Worker’s benefit:. Workers may receive retirement benefits beginning at age sixty-two or beginning at any month between the time they turn age sixty-two and the time they reach full retirement age. However, if workers choose to receive benefits before they reach the FRA, the amount of benefits will be permanently reduced, depending on how many months in advance of the FRA the benefits are received. Individuals that choose to receive retirement benefits more than three years before they reach full retirement age will receive benefits that are reduced by a maximum of 20 percent per year for the first three years, or 5/9 percent per month. Reductions of 5 percent per year apply after the individual reaches age sixty-five.

For example, if your full retirement age is sixty-six, and you begin retirement at age sixty-two, your benefits will be reduced by 20 percent for the first three years and 5 percent for the fourth year; your benefits will be reduced by 25 percent total.

Delaying benefits beyond the full retirement age results in a benefit increase for each month beyond your FRA that you do not receive benefits. You may delay benefits until you reach age seventy, and you will receive credits amounting to a specific percentage increase for each year of delay, as shown in Table 28.4. For example, if your FRA is sixty-seven, and you begin receiving benefits at age seventy, your PIA will be increased by 24 percent (three years times 8 percent).

Table 28.4

Year Born Percentage Increase
1935–36 6.0%
1937–38 6.5%
1939–40 7.0%
1941–42 7.5%
1943 or later 8.0%

 

You may work while you are receiving benefits. Earnings that you receive during or after the month in which you reach full retirement age will not reduce your Social Security benefits. However, if you choose to continue working while receiving benefits before your full retirement age, your benefits will be reduced. In 2006, earnings you receive in the year you reach your FRA will be reduced by $1 in benefits for every $3 you earn above the annual limit of $32,240; your earnings will only be reduced until the month you reach full retirement age. In the years before you reach full retirement age, your earnings will be reduced by $1 in benefits for each $2 you earn above the limit ($12,480 in 2006). Note that these limits change each year.

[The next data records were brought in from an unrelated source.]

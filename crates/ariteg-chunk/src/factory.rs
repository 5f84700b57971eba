use std::io::Read;

use serde::{Deserialize, Serialize};
use tracing::debug;

use crate::cdc::{self, ContentDefinedChunkProvider};
use crate::error::{ChunkError, ChunkResult};
use crate::fixed::FixedLengthChunkProvider;
use crate::provider::{check_max_size, ChunkProvider};

/// Default fixed chunk size: 256 KiB.
pub const DEFAULT_CHUNK_SIZE: usize = 256 * 1024;

/// How a stream is split into chunks.
#[derive(Clone, Copy, Debug, PartialEq, Eq, Serialize, Deserialize)]
#[serde(tag = "strategy", rename_all = "kebab-case")]
pub enum ChunkingStrategy {
    /// Cut every `size` bytes.
    FixedLength { size: usize },
    /// Cut at content-defined boundaries.
    ContentDefined {
        min_size: usize,
        avg_size: usize,
        max_size: usize,
    },
}

impl ChunkingStrategy {
    /// Content-defined chunking around a target average, with the usual
    /// quarter/four-times bounds. An average too large for that bound
    /// yields a strategy that fails [`validate`](Self::validate).
    pub fn content_defined(avg_size: usize) -> Self {
        Self::ContentDefined {
            min_size: avg_size / 4,
            avg_size,
            max_size: avg_size.checked_mul(4).unwrap_or(usize::MAX),
        }
    }

    /// Check that the parameters describe a usable splitter.
    pub fn validate(&self) -> ChunkResult<()> {
        match *self {
            Self::FixedLength { size } if size == 0 => Err(ChunkError::InvalidConfig(
                "fixed chunk size must be non-zero".to_string(),
            )),
            Self::FixedLength { size } => check_max_size(size),
            Self::ContentDefined {
                min_size,
                avg_size,
                max_size,
            } => cdc::validate(min_size, avg_size, max_size),
        }
    }

    /// Largest chunk this strategy can produce.
    pub fn max_chunk_size(&self) -> usize {
        match *self {
            Self::FixedLength { size } => size,
            Self::ContentDefined { max_size, .. } => max_size,
        }
    }
}

impl Default for ChunkingStrategy {
    fn default() -> Self {
        Self::FixedLength {
            size: DEFAULT_CHUNK_SIZE,
        }
    }
}

/// Hands out one [`ChunkProvider`] per stream for a fixed strategy.
#[derive(Clone, Copy, Debug, PartialEq, Eq)]
pub struct ChunkProviderFactory {
    strategy: ChunkingStrategy,
}

impl ChunkProviderFactory {
    /// Create a factory, validating the strategy once up front.
    pub fn new(strategy: ChunkingStrategy) -> ChunkResult<Self> {
        strategy.validate()?;
        Ok(Self { strategy })
    }

    /// The strategy this factory applies.
    pub fn strategy(&self) -> ChunkingStrategy {
        self.strategy
    }

    /// Create a provider that takes ownership of `reader`.
    pub fn new_instance<'a, R>(&self, reader: R) -> ChunkResult<Box<dyn ChunkProvider + Send + 'a>>
    where
        R: Read + Send + 'a,
    {
        debug!(strategy = ?self.strategy, "new chunk provider");
        Ok(match self.strategy {
            ChunkingStrategy::FixedLength { size } => {
                Box::new(FixedLengthChunkProvider::new(reader, size)?)
            }
            ChunkingStrategy::ContentDefined {
                min_size,
                avg_size,
                max_size,
            } => Box::new(ContentDefinedChunkProvider::new(
                reader, min_size, avg_size, max_size,
            )?),
        })
    }
}

impl Default for ChunkProviderFactory {
    fn default() -> Self {
        Self {
            strategy: ChunkingStrategy::default(),
        }
    }
}
use serde::{Deserialize, Serialize};

use crate::multihash::Multihash;

/// Record of the integrity index.
///
/// Pairs the content digest of an object (the primary hash, and the key of
/// the record) with a second digest of the exact bytes committed to the
/// backing store, computed with a different algorithm. A record exists only
/// once the backing store has accepted the object.
#[derive(Clone, Debug, PartialEq, Eq, Hash, Serialize, Deserialize)]
pub struct ProtoMeta {
    pub primary_hash: String,
    pub secondary_hash: String,
}

impl ProtoMeta {
    /// Build a record from two multihashes.
    pub fn new(primary: &Multihash, secondary: &Multihash) -> Self {
        Self {
            primary_hash: primary.to_hex(),
            secondary_hash: secondary.to_hex(),
        }
    }

    /// Returns `true` if this record matches the given pair.
    pub fn matches(&self, primary: &Multihash, secondary: &Multihash) -> bool {
        self.primary_hash == primary.to_hex() && self.secondary_hash == secondary.to_hex()
    }
}
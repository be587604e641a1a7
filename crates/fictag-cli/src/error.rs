use anyhow::Error;
use fictag_config::ConfigError;
use fictag_core::CoreError;
use fictag_store::error::{StoreError, StoreErrorKind};
use std::process::ExitCode;
use thiserror::Error as ThisError;

pub const EXIT_FAILURE: u8 = 1;
pub const EXIT_NOT_FOUND: u8 = 2;
pub const EXIT_INVALID_INPUT: u8 = 3;
pub const EXIT_PERMISSION_DENIED: u8 = 4;

#[derive(Debug, ThisError)]
pub enum CliError {
    #[error("invalid input: {0}")]
    InvalidInput(String),
    #[error("not found: {0}")]
    NotFound(String),
    #[error("permission denied: {0}")]
    PermissionDenied(String),
}

pub fn invalid_input(message: impl Into<String>) -> Error {
    CliError::InvalidInput(message.into()).into()
}

pub fn not_found(message: impl Into<String>) -> Error {
    CliError::NotFound(message.into()).into()
}

pub fn permission_denied(message: impl Into<String>) -> Error {
    CliError::PermissionDenied(message.into()).into()
}

pub fn report_error(err: &Error, verbose: bool) {
    if verbose {
        eprintln!("error: {:#}", err);
    } else {
        eprintln!("error: {}", err);
    }
}

pub fn exit_code_for(err: &Error) -> ExitCode {
    for cause in err.chain() {
        if let Some(cli_err) = cause.downcast_ref::<CliError>() {
            return ExitCode::from(match cli_err {
                CliError::InvalidInput(_) => EXIT_INVALID_INPUT,
                CliError::NotFound(_) => EXIT_NOT_FOUND,
                CliError::PermissionDenied(_) => EXIT_PERMISSION_DENIED,
            });
        }
        if let Some(store_err) = cause.downcast_ref::<StoreError>() {
            return ExitCode::from(store_exit_code(store_err));
        }
        if let Some(config_err) = cause.downcast_ref::<ConfigError>() {
            return ExitCode::from(config_exit_code(config_err));
        }
        if let Some(_core_err) = cause.downcast_ref::<CoreError>() {
            return ExitCode::from(EXIT_INVALID_INPUT);
        }
    }
    ExitCode::from(EXIT_FAILURE)
}

fn store_exit_code(err: &StoreError) -> u8 {
    match err.kind() {
        StoreErrorKind::NotFound => EXIT_NOT_FOUND,
        StoreErrorKind::PermissionDenied => EXIT_PERMISSION_DENIED,
        StoreErrorKind::Validation | StoreErrorKind::InvalidDataPath | StoreErrorKind::Core => {
            EXIT_INVALID_INPUT
        }
        StoreErrorKind::Consistency
        | StoreErrorKind::MissingHomeDir
        | StoreErrorKind::Migration
        | StoreErrorKind::Json
        | StoreErrorKind::Sql
        | StoreErrorKind::Io => EXIT_FAILURE,
    }
}

fn config_exit_code(err: &ConfigError) -> u8 {
    match err {
        ConfigError::MissingHomeDir => EXIT_FAILURE,
        ConfigError::InvalidConfigPath(_)
        | ConfigError::MissingConfigFile(_)
        | ConfigError::InvalidAlphabet(_)
        | ConfigError::InvalidBlacklist(_)
        | ConfigError::InvalidPrimaryCap(_)
        | ConfigError::InvalidSearchLimit(_)
        | ConfigError::Read { .. }
        | ConfigError::Parse { .. } => EXIT_INVALID_INPUT,
    }
}
use crate::audit::{AuditObject, AuditSink};
use crate::error::{Result, StoreError};
use fictag_core::domain::{User, UserId};
use rusqlite::{params, Connection};
use serde::Serialize;

#[derive(Debug, Clone, Copy, PartialEq, Eq, Serialize)]
#[serde(rename_all = "snake_case")]
pub enum AdminAction {
    Addition,
    Change,
    Deletion,
}

impl AdminAction {
    pub fn as_str(&self) -> &'static str {
        match self {
            AdminAction::Addition => "addition",
            AdminAction::Change => "change",
            AdminAction::Deletion => "deletion",
        }
    }

    fn parse(value: &str) -> Result<Self> {
        match value {
            "addition" => Ok(AdminAction::Addition),
            "change" => Ok(AdminAction::Change),
            "deletion" => Ok(AdminAction::Deletion),
            other => Err(StoreError::Migration(format!(
                "unknown admin log action: {other}"
            ))),
        }
    }
}

#[derive(Debug, Clone, PartialEq, Eq, Serialize)]
pub struct AdminLogEntry {
    pub id: i64,
    pub actor_id: Option<UserId>,
    pub object_type: String,
    pub object_id: i64,
    pub object_repr: String,
    pub action: AdminAction,
    pub message: String,
    pub created_at: i64,
}

/// SQLite-backed audit sink. Entries land in the caller's transaction, so a
/// rolled back operation leaves no log behind.
pub struct AdminLogRepo<'a> {
    conn: &'a Connection,
    now_utc: i64,
}

impl<'a> AdminLogRepo<'a> {
    pub fn new(conn: &'a Connection, now_utc: i64) -> Self {
        Self { conn, now_utc }
    }

    pub fn list_for(&self, object_type: &str, object_id: i64) -> Result<Vec<AdminLogEntry>> {
        let mut stmt = self.conn.prepare(
            "SELECT id, actor_id, object_type, object_id, object_repr, action, message, created_at
             FROM admin_log WHERE object_type = ?1 AND object_id = ?2
             ORDER BY id ASC;",
        )?;
        let mut rows = stmt.query(params![object_type, object_id])?;
        let mut entries = Vec::new();
        while let Some(row) = rows.next()? {
            let action: String = row.get(5)?;
            entries.push(AdminLogEntry {
                id: row.get(0)?,
                actor_id: row.get::<_, Option<i64>>(1)?.map(UserId),
                object_type: row.get(2)?,
                object_id: row.get(3)?,
                object_repr: row.get(4)?,
                action: AdminAction::parse(&action)?,
                message: row.get(6)?,
                created_at: row.get(7)?,
            });
        }
        Ok(entries)
    }

    fn write(&self, by: &User, what: &AuditObject, action: AdminAction, message: &str) -> Result<()> {
        self.conn.execute(
            "INSERT INTO admin_log (actor_id, object_type, object_id, object_repr, action, message, created_at)
             VALUES (?1, ?2, ?3, ?4, ?5, ?6, ?7);",
            params![
                by.id.get(),
                what.object_type,
                what.object_id,
                what.repr,
                action.as_str(),
                message,
                self.now_utc,
            ],
        )?;
        Ok(())
    }
}

#[derive(Serialize)]
struct ChangedFields<'a> {
    changed: FieldList<'a>,
}

#[derive(Serialize)]
struct FieldList<'a> {
    fields: &'a [&'a str],
}

impl AuditSink for AdminLogRepo<'_> {
    fn log_addition(&self, by: &User, what: &AuditObject) -> Result<()> {
        self.write(by, what, AdminAction::Addition, "")
    }

    fn log_changed_fields(&self, by: &User, what: &AuditObject, fields: &[&str]) -> Result<()> {
        let message = serde_json::to_string(&ChangedFields {
            changed: FieldList { fields },
        })?;
        self.write(by, what, AdminAction::Change, &message)
    }

    fn log_changed_generic(&self, by: &User, what: &AuditObject, message: &str) -> Result<()> {
        self.write(by, what, AdminAction::Change, message)
    }

    fn log_deletion(&self, by: &User, what: &AuditObject) -> Result<()> {
        self.write(by, what, AdminAction::Deletion, "")
    }
}
use crate::error::Result;
use fictag_core::domain::{StoryId, StoryTag, StoryTagId, TagId};
use rusqlite::{params, Connection};

pub struct StoryTagsRepo<'a> {
    conn: &'a Connection,
}

impl<'a> StoryTagsRepo<'a> {
    pub fn new(conn: &'a Connection) -> Self {
        Self { conn }
    }

    pub fn get(&self, story_id: StoryId, tag_id: TagId) -> Result<Option<StoryTag>> {
        let mut stmt = self.conn.prepare_cached(
            "SELECT id, story_id, tag_id, created_at FROM story_tags
             WHERE story_id = ?1 AND tag_id = ?2;",
        )?;
        let mut rows = stmt.query(params![story_id.get(), tag_id.get()])?;
        if let Some(row) = rows.next()? {
            Ok(Some(story_tag_from_row(row)?))
        } else {
            Ok(None)
        }
    }

    pub fn list_for_story(&self, story_id: StoryId) -> Result<Vec<StoryTag>> {
        let mut stmt = self.conn.prepare(
            "SELECT id, story_id, tag_id, created_at FROM story_tags
             WHERE story_id = ?1 ORDER BY id ASC;",
        )?;
        let mut rows = stmt.query([story_id.get()])?;
        collect(&mut rows)
    }

    pub fn list_for_tag(&self, tag_id: TagId) -> Result<Vec<StoryTag>> {
        let mut stmt = self.conn.prepare(
            "SELECT id, story_id, tag_id, created_at FROM story_tags
             WHERE tag_id = ?1 ORDER BY story_id ASC;",
        )?;
        let mut rows = stmt.query([tag_id.get()])?;
        collect(&mut rows)
    }

    pub fn insert(&self, now_utc: i64, story_id: StoryId, tag_id: TagId) -> Result<StoryTag> {
        self.conn.execute(
            "INSERT INTO story_tags (story_id, tag_id, created_at) VALUES (?1, ?2, ?3);",
            params![story_id.get(), tag_id.get(), now_utc],
        )?;
        Ok(StoryTag {
            id: StoryTagId(self.conn.last_insert_rowid()),
            story_id,
            tag_id,
            created_at: now_utc,
        })
    }

    pub fn repoint(&self, id: StoryTagId, tag_id: TagId) -> Result<()> {
        self.conn.execute(
            "UPDATE story_tags SET tag_id = ?2 WHERE id = ?1;",
            params![id.get(), tag_id.get()],
        )?;
        Ok(())
    }

    pub fn delete(&self, id: StoryTagId) -> Result<()> {
        self.conn
            .execute("DELETE FROM story_tags WHERE id = ?1;", [id.get()])?;
        Ok(())
    }
}

fn collect(rows: &mut rusqlite::Rows<'_>) -> Result<Vec<StoryTag>> {
    let mut items = Vec::new();
    while let Some(row) = rows.next()? {
        items.push(story_tag_from_row(row)?);
    }
    Ok(items)
}

fn story_tag_from_row(row: &rusqlite::Row<'_>) -> Result<StoryTag> {
    Ok(StoryTag {
        id: StoryTagId(row.get(0)?),
        story_id: StoryId(row.get(1)?),
        tag_id: TagId(row.get(2)?),
        created_at: row.get(3)?,
    })
}
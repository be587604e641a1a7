use fictag_core::{CoreError, FieldErrors};
use std::path::PathBuf;
use thiserror::Error;

#[derive(Debug, Error)]
pub enum StoreError {
    #[error("io error: {0}")]
    Io(#[from] std::io::Error),
    #[error("sqlite error: {0}")]
    Sql(#[from] rusqlite::Error),
    #[error("json error: {0}")]
    Json(#[from] serde_json::Error),
    #[error("core error: {0}")]
    Core(#[from] CoreError),
    #[error("missing home directory")]
    MissingHomeDir,
    #[error("invalid data path: {0}")]
    InvalidDataPath(PathBuf),
    #[error("not found: {0}")]
    NotFound(String),
    #[error("migration error: {0}")]
    Migration(String),
    /// The actor may not perform this operation.
    #[error("permission denied: {0}")]
    PermissionDenied(String),
    /// User-correctable input problems keyed by field.
    #[error("validation failed: {0}")]
    Validation(FieldErrors),
    /// Stored data breaks an invariant (e.g. a two-hop alias chain).
    #[error("consistency error: {0}")]
    Consistency(String),
}

pub type Result<T> = std::result::Result<T, StoreError>;

#[derive(Debug, Clone, Copy, PartialEq, Eq)]
pub enum StoreErrorKind {
    Io,
    Sql,
    Json,
    Core,
    MissingHomeDir,
    InvalidDataPath,
    NotFound,
    Migration,
    PermissionDenied,
    Validation,
    Consistency,
}

impl StoreError {
    pub fn kind(&self) -> StoreErrorKind {
        match self {
            StoreError::Io(_) => StoreErrorKind::Io,
            StoreError::Sql(_) => StoreErrorKind::Sql,
            StoreError::Json(_) => StoreErrorKind::Json,
            StoreError::Core(_) => StoreErrorKind::Core,
            StoreError::MissingHomeDir => StoreErrorKind::MissingHomeDir,
            StoreError::InvalidDataPath(_) => StoreErrorKind::InvalidDataPath,
            StoreError::NotFound(_) => StoreErrorKind::NotFound,
            StoreError::Migration(_) => StoreErrorKind::Migration,
            StoreError::PermissionDenied(_) => StoreErrorKind::PermissionDenied,
            StoreError::Validation(_) => StoreErrorKind::Validation,
            StoreError::Consistency(_) => StoreErrorKind::Consistency,
        }
    }

    pub fn field_errors(&self) -> Option<&FieldErrors> {
        match self {
            StoreError::Validation(errors) => Some(errors),
            _ => None,
        }
    }
}

pub(crate) fn invalid(field: &str, message: impl Into<String>) -> StoreError {
    StoreError::Validation(FieldErrors::single(field, message))
}
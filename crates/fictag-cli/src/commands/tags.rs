use crate::commands::{print_json, Context};
use crate::error::invalid_input;
use crate::util::{find_category, now_utc};
use anyhow::Result;
use clap::{Args, Subcommand};
use fictag_core::domain::{Tag, TagSort};
use fictag_core::{TagLookup, TagsResponse};
use fictag_store::repo::AdminLogEntry;
use fictag_store::{TagNew, TagUpdate};
use serde::Serialize;

pub const DEFAULT_SEARCH_LIMIT: usize = 10;

#[derive(Debug, Subcommand)]
pub enum TagCommand {
    Add(TagAddArgs),
    Edit(TagEditArgs),
    Rm(TagRemoveArgs),
    Show(TagShowArgs),
    Ls(TagListArgs),
    /// Find tags by name prefix
    Search(TagSearchArgs),
    /// Resolve names to canonical tags, optionally creating missing ones
    Resolve(TagResolveArgs),
    Aliases(TagAliasesArgs),
    /// Rebuild story counters
    Recount(TagRecountArgs),
}

#[derive(Debug, Args)]
pub struct TagAddArgs {
    pub name: String,
    /// Category id or name
    #[arg(long)]
    pub category: Option<String>,
    #[arg(long, default_value = "")]
    pub description: String,
    #[arg(long)]
    pub spoiler: bool,
    #[arg(long)]
    pub extreme: bool,
    /// Make the new tag an alias of this tag
    #[arg(long, value_name = "TAG")]
    pub alias_for: Option<String>,
    #[arg(long, requires = "alias_for")]
    pub hidden: bool,
    /// Blacklist the new tag with this reason
    #[arg(long, value_name = "REASON")]
    pub blacklist: Option<String>,
}

#[derive(Debug, Args)]
pub struct TagEditArgs {
    pub tag: String,
    #[arg(long)]
    pub name: Option<String>,
    #[arg(long, conflicts_with = "no_category")]
    pub category: Option<String>,
    #[arg(long)]
    pub no_category: bool,
    #[arg(long)]
    pub description: Option<String>,
    #[arg(long)]
    pub spoiler: Option<bool>,
    #[arg(long)]
    pub extreme: Option<bool>,
    #[arg(long, value_name = "TAG", conflicts_with = "no_alias")]
    pub alias_for: Option<String>,
    #[arg(long)]
    pub no_alias: bool,
    #[arg(long)]
    pub hidden: Option<bool>,
    #[arg(long, value_name = "REASON", conflicts_with = "unblacklist")]
    pub blacklist: Option<String>,
    #[arg(long)]
    pub unblacklist: bool,
}

#[derive(Debug, Args)]
pub struct TagRemoveArgs {
    pub tag: String,
}

#[derive(Debug, Args)]
pub struct TagShowArgs {
    pub tag: String,
}

#[derive(Debug, Args)]
pub struct TagListArgs {
    /// name, date or stories
    #[arg(long, default_value = "name")]
    pub sort: TagSort,
    #[arg(long, conflicts_with = "blacklisted")]
    pub by_category: bool,
    #[arg(long)]
    pub blacklisted: bool,
}

#[derive(Debug, Args)]
pub struct TagSearchArgs {
    pub prefix: String,
    #[arg(long, default_value_t = DEFAULT_SEARCH_LIMIT)]
    pub limit: usize,
}

#[derive(Debug, Args)]
pub struct TagResolveArgs {
    #[arg(required = true)]
    pub names: Vec<String>,
    #[arg(long)]
    pub create: bool,
}

#[derive(Debug, Args)]
pub struct TagAliasesArgs {
    pub tag: String,
    /// Include hidden aliases
    #[arg(long)]
    pub hidden: bool,
}

#[derive(Debug, Args)]
pub struct TagRecountArgs {
    pub tag: Option<String>,
}

#[derive(Debug, Serialize)]
struct TagDetailDto {
    tag: Tag,
    alias_for: Option<Tag>,
    aliases: Vec<Tag>,
    history: Vec<AdminLogEntry>,
}

pub fn add_tag(ctx: &Context<'_>, args: TagAddArgs) -> Result<()> {
    let user = ctx.actor()?;
    let category_id = args
        .category
        .as_deref()
        .map(|raw| find_category(ctx.store, raw))
        .transpose()?;
    let input = TagNew {
        name: args.name,
        category_id,
        description: args.description,
        is_spoiler: args.spoiler,
        is_extreme_tag: args.extreme,
        is_alias_for: args.alias_for,
        is_hidden_alias: args.hidden,
        reason_to_blacklist: args.blacklist.unwrap_or_default(),
    };
    let tag = ctx.with_tags(|tags| tags.create(user, input))?;

    if ctx.json {
        print_json(&tag)?;
    } else {
        println!("tag {} created ({})", tag.name, tag.id);
    }
    Ok(())
}

pub fn edit_tag(ctx: &Context<'_>, args: TagEditArgs) -> Result<()> {
    let user = ctx.actor()?;
    let tag = ctx.find_tag(&args.tag)?;
    let category_id = if args.no_category {
        Some(None)
    } else {
        match args.category.as_deref() {
            Some(raw) => Some(Some(find_category(ctx.store, raw)?)),
            None => None,
        }
    };
    let is_alias_for = if args.no_alias {
        Some(None)
    } else {
        args.alias_for.map(Some)
    };
    let reason_to_blacklist = if args.unblacklist {
        Some(String::new())
    } else {
        args.blacklist
    };
    let changes = TagUpdate {
        name: args.name,
        category_id,
        description: args.description,
        is_spoiler: args.spoiler,
        is_extreme_tag: args.extreme,
        is_alias_for,
        is_hidden_alias: args.hidden,
        reason_to_blacklist,
    };
    let tag = ctx.with_tags(|tags| tags.update(&tag, user, changes))?;

    if ctx.json {
        print_json(&tag)?;
    } else {
        println!("tag {} updated", tag.id);
    }
    Ok(())
}

pub fn remove_tag(ctx: &Context<'_>, args: TagRemoveArgs) -> Result<()> {
    let user = ctx.actor()?;
    let tag = ctx.find_tag(&args.tag)?;
    ctx.with_tags(|tags| tags.delete(&tag, user))?;

    if ctx.json {
        print_json(&serde_json::json!({ "id": tag.id, "deleted": true }))?;
    } else {
        println!("tag {} deleted", tag.name);
    }
    Ok(())
}

pub fn show_tag(ctx: &Context<'_>, args: TagShowArgs) -> Result<()> {
    let tag = ctx.find_tag(&args.tag)?;
    let alias_for = match tag.is_alias_for {
        Some(id) => ctx.store.tags().get(id)?,
        None => None,
    };
    let aliases = ctx
        .queries()
        .get_aliases_for(std::slice::from_ref(&tag), true)?
        .remove(&tag.id)
        .unwrap_or_default();
    let history = ctx.store.admin_log(now_utc()).list_for("tag", tag.id.get())?;
    let detail = TagDetailDto {
        tag,
        alias_for,
        aliases,
        history,
    };

    if ctx.json {
        return print_json(&detail);
    }

    let tag = &detail.tag;
    println!("{} {} ({})", tag.id, tag.name, tag.iname);
    if !tag.description.is_empty() {
        println!("  {}", tag.description);
    }
    println!(
        "  stories: {} ({} published)",
        tag.stories_count, tag.published_stories_count
    );
    let mut flags = Vec::new();
    if tag.is_spoiler {
        flags.push("spoiler");
    }
    if tag.is_extreme_tag {
        flags.push("extreme");
    }
    if tag.is_hidden_alias {
        flags.push("hidden");
    }
    if !flags.is_empty() {
        println!("  flags: {}", flags.join(", "));
    }
    if let Some(target) = &detail.alias_for {
        println!("  alias for: {}", target.name);
    }
    if tag.is_blacklisted() {
        println!("  blacklisted: {}", tag.reason_to_blacklist);
    }
    if !detail.aliases.is_empty() {
        let names: Vec<&str> = detail.aliases.iter().map(|t| t.name.as_str()).collect();
        println!("  aliases: {}", names.join(", "));
    }
    Ok(())
}

pub fn list_tags(ctx: &Context<'_>, args: TagListArgs) -> Result<()> {
    if args.by_category {
        let groups = ctx.queries().get_tags_with_categories(args.sort)?;
        if ctx.json {
            return print_json(&groups);
        }
        if groups.is_empty() {
            println!("no tags");
        }
        for group in groups {
            let label = group
                .category
                .as_ref()
                .map(|category| category.name.as_str())
                .unwrap_or("(uncategorized)");
            println!("{label}");
            for tag in &group.tags {
                print_tag_line(tag);
            }
        }
        return Ok(());
    }

    let tags = if args.blacklisted {
        ctx.store.tags().list_blacklisted()?
    } else {
        ctx.queries().get_all_tags(args.sort)?
    };
    print_tags(ctx, &tags)
}

pub fn search_tags(ctx: &Context<'_>, args: TagSearchArgs) -> Result<()> {
    if args.limit == 0 {
        return Err(invalid_input("limit must be positive"));
    }
    let tags = ctx.queries().search_by_prefix(&args.prefix, args.limit)?;
    print_tags(ctx, &tags)
}

pub fn resolve_tags(ctx: &Context<'_>, args: TagResolveArgs) -> Result<()> {
    let user = if args.create {
        Some(ctx.actor()?)
    } else {
        ctx.actor
    };
    let items: Vec<TagLookup> = args.names.into_iter().map(TagLookup::from).collect();
    let response = ctx.with_tags(|tags| tags.get_tags_objects(items, args.create, user))?;

    print_response(ctx, &response)?;
    if !response.success {
        return Err(invalid_input("some tags could not be resolved"));
    }
    Ok(())
}

pub fn list_aliases(ctx: &Context<'_>, args: TagAliasesArgs) -> Result<()> {
    let tag = ctx.find_tag(&args.tag)?;
    if tag.is_alias() {
        return Err(invalid_input(format!(
            "{} is an alias, not a canonical tag",
            tag.name
        )));
    }
    let aliases = ctx
        .queries()
        .get_aliases_for(std::slice::from_ref(&tag), args.hidden)?
        .remove(&tag.id)
        .unwrap_or_default();
    print_tags(ctx, &aliases)
}

pub fn recount_tags(ctx: &Context<'_>, args: TagRecountArgs) -> Result<()> {
    let user = ctx.actor()?;
    let tag = args
        .tag
        .as_deref()
        .map(|raw| ctx.find_tag(raw))
        .transpose()?;
    let corrected = ctx.with_tags(|tags| tags.recount_stories(user, tag.as_ref()))?;

    if ctx.json {
        print_json(&serde_json::json!({ "corrected": corrected }))?;
    } else {
        println!("{corrected} tag(s) corrected");
    }
    Ok(())
}

pub fn print_response(ctx: &Context<'_>, response: &TagsResponse) -> Result<()> {
    if ctx.json {
        return print_json(response);
    }

    for slot in &response.tags {
        match slot {
            Some(tag) => println!("{} {}", tag.id, tag.name),
            None => println!("-"),
        }
    }
    for tag in &response.created {
        println!("created: {}", tag.name);
    }
    for tag in &response.aliases {
        println!("alias: {}", tag.name);
    }
    for tag in &response.blacklisted {
        println!("blacklisted: {} ({})", tag.name, tag.reason_to_blacklist);
    }
    for item in &response.invalid {
        println!("invalid: {:?} ({})", item.name, item.reason);
    }
    for name in &response.nonexisting {
        println!("unknown: {name}");
    }
    Ok(())
}

fn print_tags(ctx: &Context<'_>, tags: &[Tag]) -> Result<()> {
    if ctx.json {
        return print_json(&tags);
    }
    if tags.is_empty() {
        println!("no tags");
        return Ok(());
    }
    for tag in tags {
        print_tag_line(tag);
    }
    Ok(())
}

fn print_tag_line(tag: &Tag) {
    println!("{} {} ({})", tag.id, tag.name, tag.published_stories_count);
}
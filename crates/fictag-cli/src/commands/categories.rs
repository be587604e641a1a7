use crate::commands::{print_json, Context};
use crate::util::now_utc;
use anyhow::Result;
use clap::{Args, Subcommand};

#[derive(Debug, Subcommand)]
pub enum CategoryCommand {
    Add(CategoryAddArgs),
    Ls(CategoryListArgs),
}

#[derive(Debug, Args)]
pub struct CategoryAddArgs {
    pub name: String,
    #[arg(long, default_value = "")]
    pub description: String,
}

#[derive(Debug, Args)]
pub struct CategoryListArgs {}

pub fn add_category(ctx: &Context<'_>, args: CategoryAddArgs) -> Result<()> {
    let category = ctx
        .store
        .categories()
        .create(now_utc(), &args.name, &args.description)?;

    if ctx.json {
        print_json(&category)?;
    } else {
        println!("category {} created ({})", category.name, category.id);
    }
    Ok(())
}

pub fn list_categories(ctx: &Context<'_>, _args: CategoryListArgs) -> Result<()> {
    let categories = ctx.store.categories().list()?;

    if ctx.json {
        print_json(&categories)?;
        return Ok(());
    }

    if categories.is_empty() {
        println!("no categories");
        return Ok(());
    }

    for category in categories {
        println!("{} {}", category.id, category.name);
    }
    Ok(())
}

Spouse’s benefit: The spouse of a fully insured worker is eligible to receive a retirement benefit of 50 percent of the worker’s PIA (this benefit is subject to the family maximum). This benefit is reduced by up to 25 percent for three years if the spouse has not reached his or her FRA. Once the spouse has reached age sixty-five, a reduction of 5/12 percent per month, or 5 percent per year, is imposed for each of the remaining months the spouse is below the FRA. Any reductions to the worker’s benefit resulting from early retirement will not affect the amount of the spouse’s retirement benefit. If a spouse is entitled to benefits from his or her own employment, that spouse will receive 100 percent of his or her own PIA if that amount is higher than 50 percent of the other spouse’s PIA. If 50 percent of the other spouse’s PIA is higher, that benefit will be awarded instead.

Child’s benefit: Any child who is under eighteen (nineteen, if the child is still in high school), is eligible to receive a benefit of 50 percent of the retired worker’s PIA (this amount is subject to a family maximum).

Mother’s or father’s benefit: The spouse of a fully or currently insured worker is eligible to receive a benefit of 75 percent of the worker’s PIA if the spouse is caring for a child under age sixteen or a child who was disabled before age twenty-two.